* [TASK DETAILS] On every line of the listing, check for "value"; copy the lines that have it.

* [RECORDS FOR THE EXERCISE]

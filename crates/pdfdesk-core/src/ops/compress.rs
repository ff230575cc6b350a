//! Compact re-serialization

use crate::error::TransformError;
use crate::pageset::PageSet;

/// Compression here is a re-serialization, not a lossy pass: the page set
/// itself is returned unchanged and the compact container layout is applied
/// when the orchestrator encodes the result with
/// [`PageSet::encode_compact`]. Image and font fidelity are untouched, so
/// callers should not expect a dramatic size drop — the underlying library
/// provides no real recompression.
pub fn compress(set: PageSet) -> Result<PageSet, TransformError> {
    Ok(set)
}
pub async fn stamp_signature(
    State(state): State<Arc<AppState>>,
    headers: HeaderMap,
    multipart: Multipart,
) -> Result<Json<OperationResponse>, ApiError> {
    let owner = owner_from_headers(&headers)?;
    let form = UploadForm::read(multipart).await?;

    let document = form.single_file("pdf")?;
    let image = decode_data_url(form.text("signatureDataUrl"))?;

    let page = form
        .text("page")
        .unwrap_or("last")
        .parse::<PageSelector>()
        .map_err(ApiError::BadRequest)?;
    let x = form.optional_f64("x")?.unwrap_or(50.0);
    let y = form.optional_f64("y")?.unwrap_or(50.0);
    let width = form.optional_f64("width")?.unwrap_or(180.0);

    run(
        state,
        OperationRequest::StampSignature {
            document,
            image,
            page,
            x,
            y,
            width,
        },
        owner,
    )
    .await
}

/// Run the pipeline on a blocking thread and shape the response.
async fn run(
    state: Arc<AppState>,
    request: OperationRequest,
    owner: OwnerId,
) -> Result<Json<OperationResponse>, ApiError> {
    let outcome =
        tokio::task::spawn_blocking(move || pipeline::execute(request, &owner, &state.store))
            .await
            .map_err(|e| ApiError::Internal(anyhow::anyhow!("pipeline task failed: {e}")))??;

    tracing::info!(
        operation = outcome.label,
        file = %outcome.artifact.file_name,
        owner = %outcome.artifact.owner_id,
        original_size = outcome.original_size,
        result_size = outcome.result_size,
        "operation complete"
    );

    Ok(Json(OperationResponse::from_outcome(&outcome)))
}

/// Owner id from the upstream auth layer; absent header means the shared
/// anonymous namespace.
fn owner_from_headers(headers: &HeaderMap) -> Result<OwnerId, ApiError> {
    let principal = headers.get("x-owner-id").and_then(|v| v.to_str().ok());
    OwnerId::from_principal(principal).map_err(|e| ApiError::BadRequest(e.to_string()))
}

/// Extract the raw image bytes from a `data:image/...;base64,` payload.
fn decode_data_url(data_url: Option<&str>) -> Result<Vec<u8>, ApiError> {
    let data_url = data_url.filter(|v| v.starts_with("data:image")).ok_or_else(|| {
        ApiError::BadRequest("signatureDataUrl (data:image/png;base64,...) is required".into())
    })?;
    let encoded = data_url
        .split_once(',')
        .map(|(_, rest)| rest)
        .ok_or_else(|| ApiError::BadRequest("signatureDataUrl has no base64 payload".into()))?;
    BASE64
        .decode(encoded)
        .map_err(|e| ApiError::BadRequest(format!("invalid base64 image payload: {e}")))
}

/// Files and text fields pulled out of one multipart body.
struct UploadForm {
    files: Vec<(String, Vec<u8>)>,
    fields: HashMap<String, String>,
}

impl UploadForm {
    async fn read(mut multipart: Multipart) -> Result<Self, ApiError> {
        let mut files = Vec::new();
        let mut fields = HashMap::new();

        while let Some(field) = multipart
            .next_field()
            .await
            .map_err(|e| ApiError::BadRequest(format!("malformed multipart body: {e}")))?
        {
            let name = field.name().unwrap_or_default().to_string();
            if field.file_name().is_some() {
                if field.content_type() != Some("application/pdf") {
                    return Err(ApiError::BadRequest("Only PDF files are allowed".into()));
                }
                let bytes = field
                    .bytes()
                    .await
                    .map_err(|e| ApiError::BadRequest(format!("failed to read upload: {e}")))?;
                files.push((name, bytes.to_vec()));
            } else {
                let value = field
                    .text()
                    .await
                    .map_err(|e| ApiError::BadRequest(format!("failed to read field: {e}")))?;
                fields.insert(name, value);
            }
        }

        Ok(Self { files, fields })
    }

    fn files_named(&self, name: &str) -> Vec<Vec<u8>> {
        self.files
            .iter()
            .filter(|(field, _)| field == name)
            .map(|(_, bytes)| bytes.clone())
            .collect()
    }

    fn single_file(&self, name: &str) -> Result<Vec<u8>, ApiError> {
        self.files_named(name)
            .into_iter()
            .next()
            .ok_or_else(|| ApiError::BadRequest("PDF file is required".into()))
    }

    fn text(&self, name: &str) -> Option<&str> {
        self.fields.get(name).map(String::as_str)
    }

    fn require_u32(&self, name: &str) -> Result<u32, ApiError> {
        self.text(name)
            .ok_or_else(|| ApiError::BadRequest(format!("{name} is required")))?
            .trim()
            .parse()
            .map_err(|_| ApiError::BadRequest(format!("{name} must be a positive integer")))
    }

    fn optional_u32(&self, name: &str) -> Result<Option<u32>, ApiError> {
        match self.text(name) {
            Some(value) => value
                .trim()
                .parse()
                .map(Some)
                .map_err(|_| ApiError::BadRequest(format!("{name} must be a positive integer"))),
            None => Ok(None),
        }
    }

    fn optional_f64(&self, name: &str) -> Result<Option<f64>, ApiError> {
        match self.text(name) {
            Some(value) => value
                .trim()
                .parse()
                .map(Some)
                .map_err(|_| ApiError::BadRequest(format!("{name} must be a number"))),
            None => Ok(None),
        }
    }
}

* [YOUR SOLUTION]
                let value = field
                fields.insert(name, value);
            Some(value) => value
            Some(value) => value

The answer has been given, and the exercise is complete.